◆ Task prompt
From the data below, copy out every line in which the word "failures" occurs.

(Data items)

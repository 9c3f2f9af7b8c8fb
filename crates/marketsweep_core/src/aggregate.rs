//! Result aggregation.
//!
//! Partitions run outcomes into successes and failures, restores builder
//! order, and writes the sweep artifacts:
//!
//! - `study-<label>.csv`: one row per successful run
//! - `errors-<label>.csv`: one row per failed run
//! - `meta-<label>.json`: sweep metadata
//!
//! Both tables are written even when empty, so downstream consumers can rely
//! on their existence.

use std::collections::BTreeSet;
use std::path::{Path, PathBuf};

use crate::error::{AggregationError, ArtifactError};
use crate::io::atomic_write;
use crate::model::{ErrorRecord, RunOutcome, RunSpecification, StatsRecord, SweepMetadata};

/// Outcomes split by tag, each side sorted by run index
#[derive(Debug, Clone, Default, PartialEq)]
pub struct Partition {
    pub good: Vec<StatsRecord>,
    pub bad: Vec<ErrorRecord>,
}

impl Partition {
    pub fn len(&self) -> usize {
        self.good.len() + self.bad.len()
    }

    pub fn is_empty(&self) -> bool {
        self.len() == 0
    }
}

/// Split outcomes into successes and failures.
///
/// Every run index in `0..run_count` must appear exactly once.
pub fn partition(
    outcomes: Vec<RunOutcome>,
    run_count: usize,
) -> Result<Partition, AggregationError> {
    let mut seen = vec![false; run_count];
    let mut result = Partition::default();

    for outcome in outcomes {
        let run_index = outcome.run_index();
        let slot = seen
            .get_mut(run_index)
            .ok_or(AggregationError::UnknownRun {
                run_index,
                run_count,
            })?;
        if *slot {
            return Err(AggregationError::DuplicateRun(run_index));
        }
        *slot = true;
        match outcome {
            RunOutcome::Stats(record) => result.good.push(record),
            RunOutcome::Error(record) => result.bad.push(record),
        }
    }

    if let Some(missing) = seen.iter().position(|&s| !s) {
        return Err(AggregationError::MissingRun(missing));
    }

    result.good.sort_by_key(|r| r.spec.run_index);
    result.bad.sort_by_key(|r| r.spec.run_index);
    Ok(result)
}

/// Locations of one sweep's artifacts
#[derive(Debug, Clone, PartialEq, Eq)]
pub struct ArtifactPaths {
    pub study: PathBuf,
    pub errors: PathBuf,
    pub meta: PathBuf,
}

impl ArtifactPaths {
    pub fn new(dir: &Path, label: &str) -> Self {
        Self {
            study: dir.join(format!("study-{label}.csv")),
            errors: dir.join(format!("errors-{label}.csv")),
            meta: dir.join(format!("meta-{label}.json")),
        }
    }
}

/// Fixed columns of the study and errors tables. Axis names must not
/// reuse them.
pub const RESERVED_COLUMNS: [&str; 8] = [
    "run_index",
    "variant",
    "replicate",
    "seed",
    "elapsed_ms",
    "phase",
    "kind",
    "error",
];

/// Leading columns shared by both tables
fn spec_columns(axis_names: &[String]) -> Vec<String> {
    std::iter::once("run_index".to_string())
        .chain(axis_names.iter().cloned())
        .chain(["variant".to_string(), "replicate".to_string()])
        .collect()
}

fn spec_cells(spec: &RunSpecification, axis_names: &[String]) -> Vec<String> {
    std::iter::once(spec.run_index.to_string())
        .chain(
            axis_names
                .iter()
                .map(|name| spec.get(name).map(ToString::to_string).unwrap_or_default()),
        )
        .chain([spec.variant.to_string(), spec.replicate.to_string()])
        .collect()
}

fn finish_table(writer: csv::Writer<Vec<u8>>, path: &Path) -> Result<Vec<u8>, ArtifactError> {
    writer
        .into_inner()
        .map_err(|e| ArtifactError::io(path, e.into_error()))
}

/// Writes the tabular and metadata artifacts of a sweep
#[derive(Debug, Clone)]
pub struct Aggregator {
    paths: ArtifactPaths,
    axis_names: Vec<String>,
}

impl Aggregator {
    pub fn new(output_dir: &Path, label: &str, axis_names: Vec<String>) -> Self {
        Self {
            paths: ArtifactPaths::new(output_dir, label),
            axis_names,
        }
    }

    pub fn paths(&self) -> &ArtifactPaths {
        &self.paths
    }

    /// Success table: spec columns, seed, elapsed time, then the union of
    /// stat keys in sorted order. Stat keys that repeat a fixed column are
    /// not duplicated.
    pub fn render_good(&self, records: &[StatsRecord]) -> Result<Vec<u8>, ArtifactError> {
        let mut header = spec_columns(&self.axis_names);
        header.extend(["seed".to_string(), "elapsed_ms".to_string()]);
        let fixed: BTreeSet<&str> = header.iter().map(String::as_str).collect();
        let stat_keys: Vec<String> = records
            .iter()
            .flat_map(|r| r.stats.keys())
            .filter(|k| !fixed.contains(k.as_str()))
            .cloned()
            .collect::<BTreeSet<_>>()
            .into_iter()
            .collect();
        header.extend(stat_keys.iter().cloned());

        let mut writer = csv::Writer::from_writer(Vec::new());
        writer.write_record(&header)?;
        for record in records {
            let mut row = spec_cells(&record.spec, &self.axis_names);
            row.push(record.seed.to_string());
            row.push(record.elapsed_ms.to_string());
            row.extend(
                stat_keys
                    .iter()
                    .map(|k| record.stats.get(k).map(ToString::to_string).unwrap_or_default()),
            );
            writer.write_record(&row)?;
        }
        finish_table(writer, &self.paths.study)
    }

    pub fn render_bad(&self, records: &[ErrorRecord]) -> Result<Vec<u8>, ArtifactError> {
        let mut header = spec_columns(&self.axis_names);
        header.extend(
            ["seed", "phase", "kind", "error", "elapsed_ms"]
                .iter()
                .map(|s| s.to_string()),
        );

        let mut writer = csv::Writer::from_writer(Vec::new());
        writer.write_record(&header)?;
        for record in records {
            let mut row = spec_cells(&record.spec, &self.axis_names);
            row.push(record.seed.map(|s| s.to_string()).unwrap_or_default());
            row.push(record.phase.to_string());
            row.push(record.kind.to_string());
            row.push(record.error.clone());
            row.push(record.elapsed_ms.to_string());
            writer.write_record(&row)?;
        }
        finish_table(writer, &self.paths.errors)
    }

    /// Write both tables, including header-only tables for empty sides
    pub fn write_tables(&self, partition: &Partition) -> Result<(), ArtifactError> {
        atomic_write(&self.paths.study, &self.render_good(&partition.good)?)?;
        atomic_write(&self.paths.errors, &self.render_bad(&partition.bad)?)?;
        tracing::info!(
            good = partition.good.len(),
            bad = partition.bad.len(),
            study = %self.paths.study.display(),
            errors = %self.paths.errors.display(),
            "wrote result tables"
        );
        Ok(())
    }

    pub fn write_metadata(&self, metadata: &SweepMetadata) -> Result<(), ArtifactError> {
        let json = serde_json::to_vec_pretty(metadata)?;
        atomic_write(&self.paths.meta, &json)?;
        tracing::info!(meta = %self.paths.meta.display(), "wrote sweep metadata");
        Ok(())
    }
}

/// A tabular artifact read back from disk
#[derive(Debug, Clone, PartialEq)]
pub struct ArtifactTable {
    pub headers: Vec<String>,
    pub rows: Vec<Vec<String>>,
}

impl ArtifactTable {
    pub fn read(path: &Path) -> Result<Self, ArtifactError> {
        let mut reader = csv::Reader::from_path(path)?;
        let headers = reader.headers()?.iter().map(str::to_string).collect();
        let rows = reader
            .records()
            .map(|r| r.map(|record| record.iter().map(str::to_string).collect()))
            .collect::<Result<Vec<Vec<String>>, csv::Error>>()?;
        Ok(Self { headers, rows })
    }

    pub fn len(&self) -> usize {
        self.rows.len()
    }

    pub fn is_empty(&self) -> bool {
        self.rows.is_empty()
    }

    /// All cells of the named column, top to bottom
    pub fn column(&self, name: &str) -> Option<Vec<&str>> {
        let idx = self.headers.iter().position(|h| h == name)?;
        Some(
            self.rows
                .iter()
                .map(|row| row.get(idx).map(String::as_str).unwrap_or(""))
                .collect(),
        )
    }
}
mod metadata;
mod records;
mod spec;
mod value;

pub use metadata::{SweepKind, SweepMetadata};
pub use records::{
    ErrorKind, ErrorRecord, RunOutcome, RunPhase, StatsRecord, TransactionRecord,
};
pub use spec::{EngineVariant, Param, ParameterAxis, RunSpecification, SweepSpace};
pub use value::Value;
* * *
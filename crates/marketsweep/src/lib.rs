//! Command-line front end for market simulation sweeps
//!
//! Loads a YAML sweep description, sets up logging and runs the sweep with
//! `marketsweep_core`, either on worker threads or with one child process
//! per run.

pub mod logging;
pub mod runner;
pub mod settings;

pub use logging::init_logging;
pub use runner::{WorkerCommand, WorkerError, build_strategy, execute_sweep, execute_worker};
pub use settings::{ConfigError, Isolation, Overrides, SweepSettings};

◆ Solution to this exercise
//! Partitions run outcomes into successes and failures, restores builder
/// Split outcomes into successes and failures.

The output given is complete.